La electa Cristina Fernández, en el centro de la escena, tuvo su virtual asunción anticipada para los íntimos, que desbordaron el salón Blanco de la Casa Rosada mientras afuera ultimaban los detalles para el acto central de hoy. El evento también fue una despedida para Kirchner, quien aclaró que igual no se jubilará (ver página 3).
Al clausurar el acto a pedido de su marido, Fernández dijo que el venezolano Hugo Chávez “es uno de esos militares que fueron pueblo antes de ser militares y le agradeció el respaldo y la ayuda que ofreció al país durante la administración de su marido. Así aventó las esperanzas de analistas y diplomáticos que esperaban que tomara más distancia del líder bolivariano.
La retórica del acto fue bastante atípica. En dos momentos lo interrumpió el coro de “Patria sí, colonia no . También hubo aplausos cuando Evo Morales saludó a “las democracias sometidas a sus pueblos y no al imperio . Serios miraban de reojo empresarios presentes como Alfredo Coto, Enrique Pescarmona, Juan Lascurain (UIA), Mario Vicens (Asociación de Bancos) y Adelmo Gabbi (Bolsa de Comercio).
Un banco al Sur
Ninguno de los funcionarios del área económica saliente tenía anoche detalles sobre cómo funcionará el Banco. Por ahora sólo se sabe que contará con un capital inicial de u$s 7.000 millones (Argentina pondrá unos 800 millones, menos que Venezuela y Brasil) y que todos los socios tendrán el mismo poder en su seno, algo inédito para una institución financiera. Su sede será en Caracas.
Ese capital es sólo una quinta parte de lo que presta por año el brasileño BNDES. “Al menos por ahora es una buena señal política , definió el gerente del Credicoop, Carlos Heller.
El acta firmada por los presidentes menciona como objetivo central “financiar el desarrollo económico y social de las naciones, canalizando el “ahorro intra y extrarregional . Los detalles y la presidencia terminarán de definirse en dos meses.
Pero los mandatarios pusieron ayer de relieve sus diferentes urgencias. Morales pidió que le preste “a empresas públicas y sociales y lo definió como el primer paso hacia la moneda única sudamericana.
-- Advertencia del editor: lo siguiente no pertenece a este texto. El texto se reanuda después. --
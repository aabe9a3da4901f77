// Copyright (c) 2024 The Fuego Developers

//! The HEAT commitment record carried under `tx_extra` tag `0x08`.
//!
//! Wire layout, relative to the byte after the tag:
//!
//! | offset | field           | encoding              |
//! |--------|-----------------|-----------------------|
//! | 0      | commitment hash | 32 raw bytes          |
//! | 32     | amount          | u64, little-endian    |
//! | 40     | metadata length | 1 byte                |
//! | 41     | metadata        | `length` raw bytes    |

use serde::{Deserialize, Serialize};

use crate::{
    error::{DecodeError, EncodeError, RecordField},
    tag::TX_EXTRA_HEAT_COMMITMENT,
};

/// Length of the commitment hash in bytes.
pub const COMMITMENT_HASH_LEN: usize = 32;

/// Length of the encoded amount in bytes.
pub const AMOUNT_LEN: usize = 8;

/// Largest metadata span a single length byte can describe.
pub const MAX_METADATA_LEN: usize = u8::MAX as usize;

/// A decoded HEAT burn commitment.
#[derive(Clone, Debug, Eq, PartialEq, Hash, Serialize, Deserialize)]
pub struct CommitmentRecord {
    /// Opaque commitment identifier
    pub commitment_hash: [u8; COMMITMENT_HASH_LEN],

    /// Burned amount in atomic units
    pub amount: u64,

    /// Free-form metadata, at most 255 bytes
    pub metadata: Vec<u8>,
}

impl CommitmentRecord {
    /// Create a record, rejecting metadata that cannot be length-prefixed by a
    /// single byte.
    pub fn new(
        commitment_hash: [u8; COMMITMENT_HASH_LEN],
        amount: u64,
        metadata: impl Into<Vec<u8>>,
    ) -> Result<Self, EncodeError> {
        let metadata = metadata.into();
        if metadata.len() > MAX_METADATA_LEN {
            return Err(EncodeError::MetadataTooLong(metadata.len()));
        }
        Ok(Self {
            commitment_hash,
            amount,
            metadata,
        })
    }

    /// Number of bytes the record occupies after its tag.
    pub fn encoded_len(&self) -> usize {
        COMMITMENT_HASH_LEN + AMOUNT_LEN + 1 + self.metadata.len()
    }

    /// Append the tagged record to `out`.
    pub fn encode_into(&self, out: &mut Vec<u8>) -> Result<(), EncodeError> {
        let metadata_len = u8::try_from(self.metadata.len())
            .map_err(|_| EncodeError::MetadataTooLong(self.metadata.len()))?;

        out.reserve(1 + self.encoded_len());
        out.push(TX_EXTRA_HEAT_COMMITMENT);
        out.extend_from_slice(&self.commitment_hash);
        out.extend_from_slice(&self.amount.to_le_bytes());
        out.push(metadata_len);
        out.extend_from_slice(&self.metadata);
        Ok(())
    }

    /// Encode the record as a standalone `tx_extra` buffer.
    pub fn to_extra_bytes(&self) -> Result<Vec<u8>, EncodeError> {
        let mut out = Vec::with_capacity(1 + self.encoded_len());
        self.encode_into(&mut out)?;
        Ok(out)
    }
}

/// Borrow `len` bytes at `pos`, or report how short the buffer is.
fn take(buf: &[u8], pos: usize, len: usize, field: RecordField) -> Result<&[u8], DecodeError> {
    pos.checked_add(len)
        .and_then(|end| buf.get(pos..end))
        .ok_or(DecodeError::Truncated {
            field,
            needed: len,
            available: buf.len().saturating_sub(pos),
        })
}

/// Decode the commitment record starting at `pos`, the byte just past the
/// `0x08` tag.
///
/// Either all four fields fit inside `buf` or the whole decode fails; a
/// partial record is never produced. No semantic validation of the hash or
/// amount is done.
pub fn decode_commitment(buf: &[u8], pos: usize) -> Result<CommitmentRecord, DecodeError> {
    let mut pos = pos;

    let hash_bytes = take(buf, pos, COMMITMENT_HASH_LEN, RecordField::CommitmentHash)?;
    let mut commitment_hash = [0u8; COMMITMENT_HASH_LEN];
    commitment_hash.copy_from_slice(hash_bytes);
    pos += COMMITMENT_HASH_LEN;

    let amount_bytes = take(buf, pos, AMOUNT_LEN, RecordField::Amount)?;
    let mut amount_le = [0u8; AMOUNT_LEN];
    amount_le.copy_from_slice(amount_bytes);
    let amount = u64::from_le_bytes(amount_le);
    pos += AMOUNT_LEN;

    let metadata_len = take(buf, pos, 1, RecordField::MetadataLength)?[0] as usize;
    pos += 1;

    let metadata = take(buf, pos, metadata_len, RecordField::Metadata)?.to_vec();

    Ok(CommitmentRecord {
        commitment_hash,
        amount,
        metadata,
    })
}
El ecuatoriano Rafael Correa pidió un banco central regional y un fondo anticrisis como el que tiene el sudeste asiático, por ahora sin quórum en la región.
Lula y Kirchner fueron más discretos. Y Chávez sólo quería vencer la resistencia brasileña a que se creara el banco, que definió como “un instrumento de independencia .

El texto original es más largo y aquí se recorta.